高齢者が寝たきりになる直接的原因の一つは、転倒して骨折し、しばらく安静にしなくてはならなくなることです。安静にしているうちに使われない筋肉の力が急速に衰え、動かないことでよどんだ血液が、各種の血栓症を誘発します。また、勢いのよい呼吸や深呼吸をすることがなくなって、よどんだ空気の中でウイルスや細菌が繁殖し肺炎になります。動けない時間が長くなればなるほど、さらに動けなくなっていきます。また、ケガ自体が治っても、いざ動き始めるにはかなり真剣にリハビリテーションに取り組む必要があり、元の筋力、体力まで回復できるかどうかもわかりません。ですから、動けなくならないためには動き続けることが大切で、そのためには動きながらもケガをしないための慎重さが欠かせません。

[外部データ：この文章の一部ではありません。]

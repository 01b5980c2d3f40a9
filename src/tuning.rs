//! Data-driven game balance
//!
//! Every knob the simulation consults lives here so tests and embedders can
//! shrink the field or slow the obstacles without recompiling. Defaults
//! mirror the `consts` module.

use glam::Vec2;
use serde::{Deserialize, Serialize};

use crate::consts::*;

/// Gameplay balance values, owned by the game state
#[derive(Debug, Clone, Serialize, Deserialize)]
#[serde(default)]
pub struct Tuning {
    pub field_width: f32,
    pub field_height: f32,
    pub craft_radius: f32,
    pub craft_max_speed: f32,
    pub drift_decay_step: f32,
    pub invincibility_secs: f32,
    pub projectile_radius: f32,
    pub projectile_speed: f32,
    pub projectile_lifetime_secs: f32,
    pub muzzle_offset: f32,
    pub small_radius: f32,
    pub medium_radius: f32,
    pub large_radius: f32,
    pub base_obstacle_speed: f32,
    pub level_speed_bonus: f32,
    pub surge_speed_bonus: f32,
    pub wave_size: usize,
    pub starting_lives: i32,
}

impl Default for Tuning {
    fn default() -> Self {
        Self {
            field_width: FIELD_WIDTH,
            field_height: FIELD_HEIGHT,
            craft_radius: CRAFT_RADIUS,
            craft_max_speed: CRAFT_MAX_SPEED,
            drift_decay_step: DRIFT_DECAY_STEP,
            invincibility_secs: INVINCIBILITY_SECS,
            projectile_radius: PROJECTILE_RADIUS,
            projectile_speed: PROJECTILE_SPEED,
            projectile_lifetime_secs: PROJECTILE_LIFETIME_SECS,
            muzzle_offset: MUZZLE_OFFSET,
            small_radius: SMALL_RADIUS,
            medium_radius: MEDIUM_RADIUS,
            large_radius: LARGE_RADIUS,
            base_obstacle_speed: BASE_OBSTACLE_SPEED,
            level_speed_bonus: LEVEL_SPEED_BONUS,
            surge_speed_bonus: SURGE_SPEED_BONUS,
            wave_size: WAVE_SIZE,
            starting_lives: STARTING_LIVES,
        }
    }
}

impl Tuning {
    /// Center of the field, where the craft spawns and respawns
    pub fn field_center(&self) -> Vec2 {
        Vec2::new(self.field_width / 2.0, self.field_height / 2.0)
    }

    pub fn from_json(json: &str) -> Result<Self, serde_json::Error> {
        serde_json::from_str(json)
    }

    pub fn to_json(&self) -> Result<String, serde_json::Error> {
        serde_json::to_string_pretty(self)
    }
}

転倒によるケガを防止するには、体の位置を正しく認識する平衡感覚と姿勢を維持するための筋力を備えておくことが必要です。小脳や脊髄から転倒を避けるための指示がいくつかの筋肉に発信されたとしても、受け手の筋肉にそれに対応する力がなければ、必要な筋肉が踏ん張って体勢の崩れを止め、素早く姿勢を元に戻す動作に移れないからです。そうした意味で、背骨を取り囲む脊柱支持筋群、腹筋、背筋、重心を低い位置に保つための大腿筋群、足首の曲げ伸ばしで足元の障害物を避ける下腿筋群を鍛えておくことが有効です。また、筋肉群を柔軟に動かすには、ストレッチングなどで体をさまざまな方向にゆっくりと伸ばしたり、ひねったりしておくと効果的です。